== YOUR OBJECTIVE ==
Only the lines with the string "ApiError" are needed; return each of them from the entries below.

'''

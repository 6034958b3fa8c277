use axum::{
    Json,
    extract::{Path, Query, State},
};
use bm_common::Requirement;
use bm_common::views::requirements::search_requirements;
use chrono::Utc;
use serde::Deserialize;

use super::load_bench;
use crate::SharedState;
use crate::error::ApiError;

#[derive(Debug, Default, Deserialize)]
pub struct RequirementQuery {
    pub search: Option<String>,
}

pub async fn list_requirements(
    State(state): State<SharedState>,
    Query(query): Query<RequirementQuery>,
) -> Result<Json<Vec<Requirement>>, ApiError> {
    let (_, requirements) = load_bench(&state, Utc::now()).await?;

    let requirements = match query.search.as_deref().map(str::trim) {
        Some(term) if !term.is_empty() => search_requirements(&requirements, term)
            .into_iter()
            .cloned()
            .collect(),
        _ => requirements,
    };

    Ok(Json(requirements))
}

pub async fn get_requirement(
    State(state): State<SharedState>,
    Path(id): Path<String>,
) -> Result<Json<Requirement>, ApiError> {
    let (_, requirements) = load_bench(&state, Utc::now()).await?;

    requirements
        .into_iter()
        .find(|requirement| requirement.id == id)
        .map(Json)
        .ok_or_else(|| ApiError::NotFound(format!("requirement {id} not found")))
}
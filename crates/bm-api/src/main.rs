#[tokio::main]
async fn main() {
    if let Err(err) = bm_api::run().await {
        tracing::error!(error = %err, "bm-api failed");
        eprintln!("bm-api failed: {err}");
        std::process::exit(1);
    }
}
use chrono::{DateTime, Utc};
use serde::Serialize;

use crate::date::{ceil_days, parse_loose, timestamp_string};
use crate::model::{InterviewStatus, Resource};

/// An interview recorded on a resource consideration.
#[derive(Debug, Clone, PartialEq, Serialize)]
#[serde(rename_all = "camelCase")]
pub struct Interview {
    pub id: String,
    pub resource_name: String,
    pub resource_id: String,
    pub requirement_title: String,
    pub requirement_id: String,
    pub interview_date: String,
    pub interview_status: InterviewStatus,
    pub match_score: f64,
    #[serde(skip_serializing_if = "Option::is_none")]
    pub feedback: Option<String>,
    #[serde(skip_serializing_if = "Option::is_none")]
    pub interviewer: Option<String>,
}

#[derive(Debug, Clone, Copy, Default, PartialEq, Eq, Serialize)]
#[serde(rename_all = "camelCase")]
pub struct InterviewStats {
    pub total: usize,
    pub scheduled: usize,
    pub pending_feedback: usize,
    pub selected: usize,
}

impl InterviewStats {
    pub fn from_interviews(interviews: &[Interview]) -> Self {
        let count = |status| {
            interviews
                .iter()
                .filter(|i| i.interview_status == status)
                .count()
        };

        Self {
            total: interviews.len(),
            scheduled: count(InterviewStatus::Scheduled),
            pending_feedback: count(InterviewStatus::PendingFeedback),
            selected: count(InterviewStatus::Selected),
        }
    }
}

/// Every consideration carrying an interview status, in resource order.
pub fn derive_interviews(resources: &[Resource], now: DateTime<Utc>) -> Vec<Interview> {
    resources
        .iter()
        .flat_map(|resource| {
            resource
                .considerations
                .iter()
                .enumerate()
                .filter_map(move |(index, consideration)| {
                    let status = consideration.interview_status?;
                    let requirement_id = consideration
                        .requirement_id
                        .clone()
                        .unwrap_or_else(|| "unknown".to_string());
                    let local_id = consideration
                        .id
                        .clone()
                        .unwrap_or_else(|| index.to_string());

                    Some(Interview {
                        id: format!("{}-{local_id}", resource.id),
                        resource_name: resource.name.clone(),
                        resource_id: resource.display_id().to_string(),
                        requirement_title: consideration
                            .requirement_title
                            .clone()
                            .unwrap_or_else(|| format!("Requirement {requirement_id}")),
                        requirement_id,
                        interview_date: consideration
                            .interview_date
                            .clone()
                            .or_else(|| consideration.created_at.clone())
                            .unwrap_or_else(|| timestamp_string(now)),
                        interview_status: status,
                        match_score: consideration.match_score.unwrap_or(0.0),
                        feedback: consideration.feedback.clone(),
                        interviewer: consideration.interviewer.clone(),
                    })
                })
        })
        .collect()
}

/// `None` keeps everything.
pub fn filter_by_status(interviews: Vec<Interview>, status: Option<InterviewStatus>) -> Vec<Interview> {
    match status {
        None => interviews,
        Some(status) => interviews
            .into_iter()
            .filter(|i| i.interview_status == status)
            .collect(),
    }
}

/// Days until a scheduled interview that is still ahead, rounded up.
pub fn days_until(interview: &Interview, now: DateTime<Utc>) -> Option<i64> {
    if interview.interview_status != InterviewStatus::Scheduled {
        return None;
    }

    let at = parse_loose(&interview.interview_date)?;
    (at > now).then(|| ceil_days(now, at))
}

#[cfg(test)]
mod tests {
    use super::*;
    use crate::model::Consideration;
    use chrono::TimeZone;

    fn now() -> DateTime<Utc> {
        Utc.with_ymd_and_hms(2025, 6, 10, 12, 0, 0).unwrap()
    }

    fn resource(considerations: Vec<Consideration>) -> Resource {
        Resource {
            id: "42".into(),
            employee_id: "XI-42".into(),
            name: "Meera".into(),
            considerations,
            ..Resource::default()
        }
    }

    fn with_status(status: InterviewStatus) -> Consideration {
        Consideration {
            interview_status: Some(status),
            ..Consideration::default()
        }
    }

    #[test]
    fn derives_only_considerations_with_status() {
        let resources = vec![resource(vec![
            Consideration {
                id: Some("c-1".into()),
                requirement_id: Some("REQ-5".into()),
                requirement_title: Some("Cloud Architect".into()),
                interview_status: Some(InterviewStatus::Scheduled),
                interview_date: Some("2025-06-12T10:00:00Z".into()),
                match_score: Some(82.0),
                interviewer: Some("Ravi".into()),
                ..Consideration::default()
            },
            Consideration::default(),
            with_status(InterviewStatus::Selected),
        ])];

        let interviews = derive_interviews(&resources, now());
        assert_eq!(interviews.len(), 2);

        let first = &interviews[0];
        assert_eq!(first.id, "42-c-1");
        assert_eq!(first.resource_id, "XI-42");
        assert_eq!(first.requirement_title, "Cloud Architect");
        assert_eq!(first.match_score, 82.0);

        let second = &interviews[1];
        assert_eq!(second.id, "42-2");
        assert_eq!(second.requirement_id, "unknown");
        assert_eq!(second.requirement_title, "Requirement unknown");
        assert_eq!(second.interview_date, "2025-06-10T12:00:00.000Z");
        assert_eq!(second.match_score, 0.0);
    }

    #[test]
    fn date_falls_back_to_created_at() {
        let resources = vec![resource(vec![Consideration {
            interview_status: Some(InterviewStatus::Pending),
            created_at: Some("2025-06-01".into()),
            ..Consideration::default()
        }])];
        assert_eq!(derive_interviews(&resources, now())[0].interview_date, "2025-06-01");
    }

    #[test]
    fn stats_and_filter() {
        let resources = vec![resource(vec![
            with_status(InterviewStatus::Scheduled),
            with_status(InterviewStatus::Scheduled),
            with_status(InterviewStatus::PendingFeedback),
            with_status(InterviewStatus::Rejected),
        ])];
        let interviews = derive_interviews(&resources, now());

        let stats = InterviewStats::from_interviews(&interviews);
        assert_eq!(
            stats,
            InterviewStats {
                total: 4,
                scheduled: 2,
                pending_feedback: 1,
                selected: 0,
            }
        );

        assert_eq!(filter_by_status(interviews.clone(), None).len(), 4);
        let rejected = filter_by_status(interviews, Some(InterviewStatus::Rejected));
        assert_eq!(rejected.len(), 1);
    }

    #[test]
    fn days_until_only_for_future_scheduled() {
        let mut interview = derive_interviews(
            &[resource(vec![Consideration {
                interview_status: Some(InterviewStatus::Scheduled),
                interview_date: Some("2025-06-12T13:00:00Z".into()),
                ..Consideration::default()
            }])],
            now(),
        )
        .remove(0);

        assert_eq!(days_until(&interview, now()), Some(3));

        interview.interview_date = "2025-06-01".into();
        assert_eq!(days_until(&interview, now()), None);

        interview.interview_date = "2025-06-20".into();
        interview.interview_status = InterviewStatus::Selected;
        assert_eq!(days_until(&interview, now()), None);
    }
}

'''

== RESPONSE TO THE EXERCISE ==
use crate::error::ApiError;
) -> Result<Json<Vec<Requirement>>, ApiError> {
) -> Result<Json<Requirement>, ApiError> {
        .ok_or_else(|| ApiError::NotFound(format!("requirement {id} not found")))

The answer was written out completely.